- **Goal of the exercise**
Where the word "info" shows up in the entries below, please copy the whole line.

BEGIN Task data

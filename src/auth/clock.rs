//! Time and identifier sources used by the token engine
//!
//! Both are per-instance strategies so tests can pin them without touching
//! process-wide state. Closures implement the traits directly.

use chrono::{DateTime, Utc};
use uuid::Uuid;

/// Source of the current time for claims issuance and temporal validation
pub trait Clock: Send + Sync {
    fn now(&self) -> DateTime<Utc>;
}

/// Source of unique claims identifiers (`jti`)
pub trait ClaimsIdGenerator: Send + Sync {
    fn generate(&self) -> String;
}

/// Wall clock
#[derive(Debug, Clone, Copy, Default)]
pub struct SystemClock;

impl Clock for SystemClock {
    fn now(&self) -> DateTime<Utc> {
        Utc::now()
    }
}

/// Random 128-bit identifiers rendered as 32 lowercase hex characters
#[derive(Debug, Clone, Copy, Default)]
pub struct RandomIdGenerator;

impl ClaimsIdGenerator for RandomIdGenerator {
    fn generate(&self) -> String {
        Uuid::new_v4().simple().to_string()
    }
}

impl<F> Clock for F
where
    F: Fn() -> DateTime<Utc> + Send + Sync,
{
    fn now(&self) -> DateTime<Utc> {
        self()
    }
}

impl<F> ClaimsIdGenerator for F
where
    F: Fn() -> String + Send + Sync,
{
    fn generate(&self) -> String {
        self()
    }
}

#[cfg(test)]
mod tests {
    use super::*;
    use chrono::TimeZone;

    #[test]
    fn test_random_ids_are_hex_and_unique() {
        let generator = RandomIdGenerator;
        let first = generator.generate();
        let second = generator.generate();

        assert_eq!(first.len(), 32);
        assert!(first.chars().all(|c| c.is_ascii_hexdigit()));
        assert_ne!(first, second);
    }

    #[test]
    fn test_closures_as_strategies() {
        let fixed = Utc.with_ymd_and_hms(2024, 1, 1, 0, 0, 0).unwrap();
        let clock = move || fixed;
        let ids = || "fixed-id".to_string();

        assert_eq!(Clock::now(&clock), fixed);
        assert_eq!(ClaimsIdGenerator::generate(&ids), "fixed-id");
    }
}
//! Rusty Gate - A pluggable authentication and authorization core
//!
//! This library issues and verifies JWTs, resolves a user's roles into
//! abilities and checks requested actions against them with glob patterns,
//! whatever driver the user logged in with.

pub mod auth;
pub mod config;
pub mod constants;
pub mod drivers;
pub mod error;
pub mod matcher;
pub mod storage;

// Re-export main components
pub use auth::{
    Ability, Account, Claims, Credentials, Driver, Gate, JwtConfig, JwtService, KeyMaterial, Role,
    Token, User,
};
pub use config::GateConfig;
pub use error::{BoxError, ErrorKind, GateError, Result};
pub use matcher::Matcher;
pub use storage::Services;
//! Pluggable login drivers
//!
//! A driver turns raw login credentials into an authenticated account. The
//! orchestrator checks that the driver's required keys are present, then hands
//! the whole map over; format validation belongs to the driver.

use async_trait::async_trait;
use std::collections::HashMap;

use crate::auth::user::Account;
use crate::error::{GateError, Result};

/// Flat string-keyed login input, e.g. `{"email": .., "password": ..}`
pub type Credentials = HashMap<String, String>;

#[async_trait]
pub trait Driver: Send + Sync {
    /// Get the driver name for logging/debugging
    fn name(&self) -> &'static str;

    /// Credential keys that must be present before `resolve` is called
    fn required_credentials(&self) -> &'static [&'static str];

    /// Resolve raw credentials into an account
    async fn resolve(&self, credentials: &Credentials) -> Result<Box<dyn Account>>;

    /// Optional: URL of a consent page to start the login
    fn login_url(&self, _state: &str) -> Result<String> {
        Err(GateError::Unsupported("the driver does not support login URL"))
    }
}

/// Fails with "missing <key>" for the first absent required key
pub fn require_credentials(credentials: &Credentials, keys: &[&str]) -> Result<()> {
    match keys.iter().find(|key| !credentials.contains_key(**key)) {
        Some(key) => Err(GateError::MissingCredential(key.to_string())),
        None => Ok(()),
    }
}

END Task data
BEGIN Task data

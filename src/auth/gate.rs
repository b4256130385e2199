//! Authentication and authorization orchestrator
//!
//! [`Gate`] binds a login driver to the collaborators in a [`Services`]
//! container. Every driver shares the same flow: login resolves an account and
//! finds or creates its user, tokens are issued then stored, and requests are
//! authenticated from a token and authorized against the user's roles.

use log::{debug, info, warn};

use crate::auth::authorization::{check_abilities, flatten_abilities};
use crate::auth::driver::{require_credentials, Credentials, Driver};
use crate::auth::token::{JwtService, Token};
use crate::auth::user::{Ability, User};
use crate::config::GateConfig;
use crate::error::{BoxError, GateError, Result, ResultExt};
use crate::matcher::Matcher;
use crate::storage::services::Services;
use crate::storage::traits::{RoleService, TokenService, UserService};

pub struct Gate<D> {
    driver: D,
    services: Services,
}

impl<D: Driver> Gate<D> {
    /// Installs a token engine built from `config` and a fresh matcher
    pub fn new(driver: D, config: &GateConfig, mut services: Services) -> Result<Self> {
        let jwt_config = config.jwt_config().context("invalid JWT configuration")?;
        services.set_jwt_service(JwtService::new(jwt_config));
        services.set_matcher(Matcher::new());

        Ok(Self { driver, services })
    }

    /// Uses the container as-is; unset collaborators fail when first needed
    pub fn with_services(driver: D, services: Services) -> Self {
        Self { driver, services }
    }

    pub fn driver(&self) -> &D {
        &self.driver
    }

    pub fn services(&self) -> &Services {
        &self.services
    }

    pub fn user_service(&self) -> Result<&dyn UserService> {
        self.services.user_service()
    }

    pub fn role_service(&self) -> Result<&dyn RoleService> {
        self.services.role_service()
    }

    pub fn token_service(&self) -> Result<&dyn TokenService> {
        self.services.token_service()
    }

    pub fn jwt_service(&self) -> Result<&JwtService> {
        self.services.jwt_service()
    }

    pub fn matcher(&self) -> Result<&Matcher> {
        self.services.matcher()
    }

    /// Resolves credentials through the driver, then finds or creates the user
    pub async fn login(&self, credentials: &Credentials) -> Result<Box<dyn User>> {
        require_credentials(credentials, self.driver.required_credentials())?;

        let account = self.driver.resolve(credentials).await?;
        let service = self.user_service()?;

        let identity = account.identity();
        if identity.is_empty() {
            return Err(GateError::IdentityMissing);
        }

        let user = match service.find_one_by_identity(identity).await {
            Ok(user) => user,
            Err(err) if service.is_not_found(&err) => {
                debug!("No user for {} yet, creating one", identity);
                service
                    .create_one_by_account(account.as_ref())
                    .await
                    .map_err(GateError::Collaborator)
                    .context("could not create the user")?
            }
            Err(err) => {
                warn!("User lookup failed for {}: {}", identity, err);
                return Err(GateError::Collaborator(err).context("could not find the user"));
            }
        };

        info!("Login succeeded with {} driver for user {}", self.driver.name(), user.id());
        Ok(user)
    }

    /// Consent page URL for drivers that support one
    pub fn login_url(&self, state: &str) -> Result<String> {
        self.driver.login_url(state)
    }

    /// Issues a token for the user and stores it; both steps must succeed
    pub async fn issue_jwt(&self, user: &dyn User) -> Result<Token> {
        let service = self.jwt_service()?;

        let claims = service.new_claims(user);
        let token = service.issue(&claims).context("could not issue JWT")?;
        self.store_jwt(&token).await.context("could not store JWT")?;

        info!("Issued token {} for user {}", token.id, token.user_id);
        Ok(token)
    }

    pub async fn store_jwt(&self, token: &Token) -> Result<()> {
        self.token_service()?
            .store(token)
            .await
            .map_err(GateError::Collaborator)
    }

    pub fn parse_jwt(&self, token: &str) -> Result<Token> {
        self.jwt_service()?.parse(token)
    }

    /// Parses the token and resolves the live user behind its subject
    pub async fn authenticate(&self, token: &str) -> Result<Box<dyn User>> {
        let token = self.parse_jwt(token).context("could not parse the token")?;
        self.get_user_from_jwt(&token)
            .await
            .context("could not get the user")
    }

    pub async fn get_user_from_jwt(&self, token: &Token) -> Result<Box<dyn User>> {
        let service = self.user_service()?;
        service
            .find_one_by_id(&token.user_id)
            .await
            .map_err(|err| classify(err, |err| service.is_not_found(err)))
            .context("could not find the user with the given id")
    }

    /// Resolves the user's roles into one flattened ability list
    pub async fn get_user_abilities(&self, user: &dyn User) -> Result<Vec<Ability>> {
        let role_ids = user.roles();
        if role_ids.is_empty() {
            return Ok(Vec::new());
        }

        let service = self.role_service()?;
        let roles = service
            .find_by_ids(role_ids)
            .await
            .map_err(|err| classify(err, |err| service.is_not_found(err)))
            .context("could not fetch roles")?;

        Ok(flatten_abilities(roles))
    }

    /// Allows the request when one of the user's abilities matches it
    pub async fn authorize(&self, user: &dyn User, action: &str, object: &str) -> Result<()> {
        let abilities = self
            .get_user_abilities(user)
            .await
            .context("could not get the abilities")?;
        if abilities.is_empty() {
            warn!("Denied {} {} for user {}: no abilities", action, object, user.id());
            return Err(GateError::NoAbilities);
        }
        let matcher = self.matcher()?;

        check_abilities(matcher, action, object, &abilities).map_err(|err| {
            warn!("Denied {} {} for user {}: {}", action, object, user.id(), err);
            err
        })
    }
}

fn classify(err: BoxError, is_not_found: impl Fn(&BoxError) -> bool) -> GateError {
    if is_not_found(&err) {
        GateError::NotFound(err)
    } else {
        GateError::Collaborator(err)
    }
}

END Task data

- **Answer to the exercise**
use log::{debug, info, warn};
        info!("Login succeeded with {} driver for user {}", self.driver.name(), user.id());
        info!("Issued token {} for user {}", token.id, token.user_id);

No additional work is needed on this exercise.